White-box cryptography protects key extraction from software implementations of cryptographic primitives. It is widely deployed in DRM and mobile payment applications in which a malicious attacker might ... [more ▼]

White-box cryptography protects key extraction from software implementations of cryptographic primitives. It is widely deployed in DRM and mobile payment applications in which a malicious attacker might control the entire execution environment. So far, no provably secure white- box implementation of AES has been put forward, and all the published practical constructions are vulnerable to differential computation analysis (DCA) and differential fault analysis (DFA). As a consequence, the industry relies on home-made obscure white-box implementations based on secret designs. It is therefore of interest to investigate the achievable resistance of an AES implementation to thwart a white-box adversary in this paradigm. To this purpose, the ECRYPT CSA project has organized the WhibOx contest as the catch the flag challenge of CHES 2017. Researchers and engineers were invited to participate either as designers by submitting the source code of an AES-128 white-box implementation with a freely chosen key, or as breakers by trying to extract the hard-coded keys in the submitted challenges. The participants were not expected to disclose their identities or the underlying designing/attacking techniques. In the end, 94 submitted challenges were all broken and only 13 of them held more than 1 day.
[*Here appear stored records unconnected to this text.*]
//! `onehot`: deterministic one-hot selection transforms.
//!
//! Given a numeric vector (and, for the probabilistic modes, a parallel
//! weight vector), produce an output vector of the same length with
//! every entry zeroed except a selected subset. Selection is governed by
//! one of 18 closed [`Mode`]s covering {max, min} × {signed, absolute}
//! × {value, indicator(=1)} × {single winner with lowest-index
//! tie-break, all ties kept}, plus two probability-weighted sampling
//! modes (`PROB`, `PROB_INDICATOR`).
//!
//! **Goals:**
//! - **Deterministic by seed**: same mode + weights + seed + call
//!   sequence → identical selections, across runs and machines.
//! - **Two engines, one semantics**: the [`vectorized`] engine computes
//!   selections with whole-slice operations; the [`fold`] engine
//!   restates them as an explicit lowered scan (running best index,
//!   compare/branch/store steps, prefix-sum sampling) suitable for
//!   emission into a compiled backend. Their outputs are exactly equal
//!   for every input, mode, and draw — that equivalence is the crate's
//!   core contract and is property-tested.
//! - **Validation as a gate**: mode identifiers, weight range, and the
//!   weight-sum check are enforced when configuration changes
//!   ([`ConfigError`]), never inside an evaluation loop.
//!
//! **Mode structure** (resolved once through [`Mode::policy`] into plain
//! [`Policy`] data; evaluators never branch on identifier strings):
//! - `ARG_MAX*` / `ARG_MIN*`: single winner, lowest index on ties.
//! - `MAX_*` / `MIN_*`: every element attaining the extremum is kept.
//! - `*_ABS*`: comparison and value emission use absolute values.
//! - `*_INDICATOR*`: emit a constant `1.0` instead of the value.
//! - `PROB` / `PROB_INDICATOR`: sample one index by comparing a single
//!   uniform draw against the running prefix sum of the weights
//!   (half-open intervals, lower bound inclusive). All-zero weights
//!   skip the draw and pass `values` through unchanged.
//!
//! # Example
//!
//! ```rust
//! use onehot::{Mode, OneHot};
//!
//! let mut f = OneHot::with_seed(Mode::MaxIndicator, 0);
//! assert_eq!(f.evaluate(&[3.0, 3.0, 1.0])?, vec![1.0, 1.0, 0.0]);
//!
//! let mut p = OneHot::with_seed(Mode::Prob, 42);
//! p.set_weights(&[0.2, 0.3, 0.5])?;
//! let out = p.evaluate(&[10.0, 20.0, 30.0])?;
//! assert_eq!(out.iter().filter(|&&x| x != 0.0).count(), 1);
//! # Ok::<(), onehot::ConfigError>(())
//! ```
//!
//! **Concurrency:** an instance's RNG stream is single-writer (`&mut
//! self` on the drawing path). For data-parallel batches, pre-assign
//! one draw per request and use [`OneHot::evaluate_with_draw`], which
//! is pure and takes `&self`.
//!
//! **Non-goals:** arbitrary-rank tensors (inputs are one 1-D vector,
//! plus a parallel 1-D weight vector for the probabilistic modes); a
//! general-purpose RNG library; a generic expression-compiler framework
//! — the lowered engine describes exactly this one fold-shaped kernel,
//! and exposes its per-mode comparison/emission rules as data, not a
//! plugin API.

#![forbid(unsafe_code)]

mod error;
pub use error::ConfigError;

mod mode;
pub use mode::{CmpOp, Emit, Magnitude, Mode, Multiplicity, Policy, PolicyKind};

mod validate;
pub use validate::{validate_shape, validate_weights, ValidationPhase, WEIGHT_SUM_TOL};

mod draw;
pub use draw::DrawSource;

pub mod fold;
pub mod vectorized;

mod selector;
pub use selector::{Engine, OneHot, OneHotConfig};

mod margin;
pub use margin::{max_vs_avg, max_vs_next};
//! Test doubles shared across the matching tests.

use async_trait::async_trait;

use crate::errors::AppError;
use crate::matching::semantic::Embedder;

/// Deterministic embedder: a 26-dim count of ASCII letters per text.
pub struct LetterEmbedder;

#[async_trait]
impl Embedder for LetterEmbedder {
    async fn embed(&self, texts: Vec<String>) -> Result<Vec<Vec<f32>>, AppError> {
        Ok(texts
            .iter()
            .map(|text| {
                let mut counts = vec![0.0_f32; 26];
                for c in text.to_ascii_lowercase().bytes().filter(u8::is_ascii_lowercase) {
                    counts[usize::from(c - b'a')] += 1.0;
                }
                counts
            })
            .collect())
    }
}

pub struct FailingEmbedder;

#[async_trait]
impl Embedder for FailingEmbedder {
    async fn embed(&self, _texts: Vec<String>) -> Result<Vec<Vec<f32>>, AppError> {
        Err(AppError::Embedding("model unavailable".to_string()))
    }
}

/// Builds a minimal valid PDF with one Helvetica text line per page.
pub fn pdf_with_pages(pages: &[&str]) -> Vec<u8> {
    let page_count = pages.len();
    let mut objects: Vec<String> = Vec::new();

    let kids: Vec<String> = (0..page_count).map(|i| format!("{} 0 R", 4 + 2 * i)).collect();
    objects.push("<< /Type /Catalog /Pages 2 0 R >>".to_string());
    objects.push(format!(
        "<< /Type /Pages /Kids [{}] /Count {page_count} >>",
        kids.join(" ")
    ));
    objects.push(
        "<< /Type /Font /Subtype /Type1 /BaseFont /Helvetica /Encoding /WinAnsiEncoding >>"
            .to_string(),
    );
    for (i, text) in pages.iter().enumerate() {
        let content_id = 5 + 2 * i;
        objects.push(format!(
            "<< /Type /Page /Parent 2 0 R /MediaBox [0 0 612 792] \
             /Resources << /Font << /F1 3 0 R >> >> /Contents {content_id} 0 R >>"
        ));
        let stream = format!("BT\n/F1 12 Tf\n72 720 Td\n({text}) Tj\nET\n");
        objects.push(format!(
            "<< /Length {} >>\nstream\n{stream}endstream",
            stream.len()
        ));
    }

    let mut pdf = String::from("%PDF-1.4\n");
    let mut offsets = Vec::with_capacity(objects.len());
    for (i, body) in objects.iter().enumerate() {
        offsets.push(pdf.len());
        pdf.push_str(&format!("{} 0 obj\n{body}\nendobj\n", i + 1));
    }

    let xref_offset = pdf.len();
    pdf.push_str(&format!("xref\n0 {}\n", objects.len() + 1));
    pdf.push_str("0000000000 65535 f \n");
    for offset in offsets {
        pdf.push_str(&format!("{offset:010} 00000 n \n"));
    }
    pdf.push_str(&format!(
        "trailer\n<< /Size {} /Root 1 0 R >>\nstartxref\n{xref_offset}\n%%EOF\n",
        objects.len() + 1
    ));
    pdf.into_bytes()
}
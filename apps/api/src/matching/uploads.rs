use std::path::{Path, PathBuf};

use anyhow::Context;

use crate::errors::AppError;

/// Creates the upload directory if it does not exist yet.
pub async fn ensure_upload_dir(dir: &Path) -> anyhow::Result<()> {
    tokio::fs::create_dir_all(dir)
        .await
        .with_context(|| format!("Failed to create upload directory '{}'", dir.display()))
}

/// Final path component of a client-supplied filename, or `None` if there is none
/// (empty, `..`, or a bare directory).
pub fn sanitize_file_name(raw: &str) -> Option<&str> {
    Path::new(raw)
        .file_name()
        .and_then(|name| name.to_str())
        .filter(|name| !name.trim().is_empty())
}

/// Writes an uploaded resume to `dir/<file_name>`. Last write wins on name collisions.
pub async fn save_upload(dir: &Path, file_name: &str, bytes: &[u8]) -> Result<PathBuf, AppError> {
    let path = dir.join(file_name);
    tokio::fs::write(&path, bytes)
        .await
        .map_err(|e| AppError::Upload(format!("Failed to write '{}': {e}", path.display())))?;
    Ok(path)
}

#[cfg(test)]
mod tests {
    use super::*;

    #[test]
    fn test_sanitize_strips_directories() {
        assert_eq!(sanitize_file_name("resume.pdf"), Some("resume.pdf"));
        assert_eq!(sanitize_file_name("../../etc/passwd"), Some("passwd"));
        assert_eq!(sanitize_file_name("/tmp/cv.pdf"), Some("cv.pdf"));
    }

    #[test]
    fn test_sanitize_rejects_nameless_paths() {
        assert_eq!(sanitize_file_name(""), None);
        assert_eq!(sanitize_file_name(".."), None);
        assert_eq!(sanitize_file_name("uploads/.."), None);
    }

    #[tokio::test]
    async fn test_save_upload_last_write_wins() {
        let dir = tempfile::tempdir().unwrap();
        save_upload(dir.path(), "cv.pdf", b"first").await.unwrap();
        let path = save_upload(dir.path(), "cv.pdf", b"second").await.unwrap();

        assert_eq!(path, dir.path().join("cv.pdf"));
        assert_eq!(tokio::fs::read(&path).await.unwrap(), b"second");
    }

    #[tokio::test]
    async fn test_ensure_upload_dir_creates_nested_dirs() {
        let dir = tempfile::tempdir().unwrap();
        let nested = dir.path().join("a").join("b");
        ensure_upload_dir(&nested).await.unwrap();
        assert!(nested.is_dir());
        // idempotent
        ensure_upload_dir(&nested).await.unwrap();
    }

    #[tokio::test]
    async fn test_save_upload_into_missing_dir_is_upload_error() {
        let dir = tempfile::tempdir().unwrap();
        let missing = dir.path().join("does-not-exist");
        let err = save_upload(&missing, "cv.pdf", b"x").await.unwrap_err();
        assert!(matches!(err, AppError::Upload(_)));
    }
}
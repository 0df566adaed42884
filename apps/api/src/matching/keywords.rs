//! Keyword overlap scoring and matched/missing feedback between a JD and a resume.

use serde::Serialize;

use crate::matching::round_to_hundredths;
use crate::matching::tokens::TokenSet;

/// Cap on each feedback list.
pub const MAX_FEEDBACK_KEYWORDS: usize = 15;

/// Keyword feedback for one resume. Both lists are sorted ascending.
#[derive(Debug, Clone, PartialEq, Serialize)]
pub struct Feedback {
    pub matched: Vec<String>,
    pub missing: Vec<String>,
}

/// Percentage of JD tokens that also appear in the resume, two decimals.
/// An empty JD scores 0.0.
pub fn keyword_score(jd: &TokenSet, resume: &TokenSet) -> f64 {
    if jd.is_empty() {
        return 0.0;
    }
    let matched = jd.intersection(resume).count();
    round_to_hundredths(matched as f64 / jd.len() as f64 * 100.0)
}

/// Lexicographically smallest `MAX_FEEDBACK_KEYWORDS` of JD ∩ R and of JD − R.
pub fn get_feedback(jd: &TokenSet, resume: &TokenSet) -> Feedback {
    Feedback {
        matched: jd
            .intersection(resume)
            .take(MAX_FEEDBACK_KEYWORDS)
            .cloned()
            .collect(),
        missing: jd
            .difference(resume)
            .take(MAX_FEEDBACK_KEYWORDS)
            .cloned()
            .collect(),
    }
}
use std::path::PathBuf;

use anyhow::{Context, Result};

/// Application configuration loaded from environment variables.
/// Every setting has a default, so the service starts with an empty environment.
#[derive(Debug, Clone)]
pub struct Config {
    pub port: u16,
    pub rust_log: String,
    /// Directory uploaded resumes are written to before extraction.
    pub upload_dir: PathBuf,
    pub max_upload_mb: usize,
    /// Where fastembed keeps downloaded model weights. `None` uses its default.
    pub model_cache_dir: Option<PathBuf>,
}

impl Config {
    pub fn from_env() -> Result<Self> {
        dotenvy::dotenv().ok(); // load .env if present; ignore if missing

        Ok(Config {
            port: env_or("PORT", "5000")
                .parse::<u16>()
                .context("PORT must be a valid port number")?,
            rust_log: env_or("RUST_LOG", "info"),
            upload_dir: PathBuf::from(env_or("UPLOAD_DIR", "uploads")),
            max_upload_mb: env_or("MAX_UPLOAD_MB", "20")
                .parse::<usize>()
                .context("MAX_UPLOAD_MB must be a whole number of megabytes")?,
            model_cache_dir: std::env::var("FASTEMBED_CACHE_DIR").ok().map(PathBuf::from),
        })
    }

    pub fn max_upload_bytes(&self) -> usize {
        self.max_upload_mb.saturating_mul(1024 * 1024)
    }
}

fn env_or(key: &str, default: &str) -> String {
    std::env::var(key).unwrap_or_else(|_| default.to_string())
}
use bytes::Bytes;

use crate::errors::AppError;

/// Extracts the text layer of a PDF, all pages in page order, one newline
/// after each page so words never run together across a page break.
///
/// Parsing runs on the blocking pool. A parser panic on a malformed document
/// is reported as an extraction error for that file.
pub async fn extract_text(file_name: &str, bytes: Bytes) -> Result<String, AppError> {
    let name = file_name.to_string();
    tokio::task::spawn_blocking(move || {
        pdf_extract::extract_text_from_mem_by_pages(&bytes)
            .map(|pages| pages.iter().map(|page| format!("{page}\n")).collect::<String>())
            .map_err(|e| AppError::Extraction(format!("Could not read PDF '{name}': {e}")))
    })
    .await
    .map_err(|_| AppError::Extraction(format!("Could not read PDF '{file_name}': parser aborted")))?
}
The strongest (in terms of surviving time) implementation, submitted by Biryukov and Udovenko, survived for 28 days (which is more than twice as much as the second strongest implementation), and it was broken by a single team, i.e., the authors of the present paper, with reverse engineering and algebraic analysis. In this paper, we give a detailed description of the different steps of our cryptanalysis. We then generalize it to an attack methodology to break further obscure white-box implementations. In particular, we formalize and generalize the linear decoding analysis that we use to extract the key from the encoded intermediate variables of the target challenge. [less ▲]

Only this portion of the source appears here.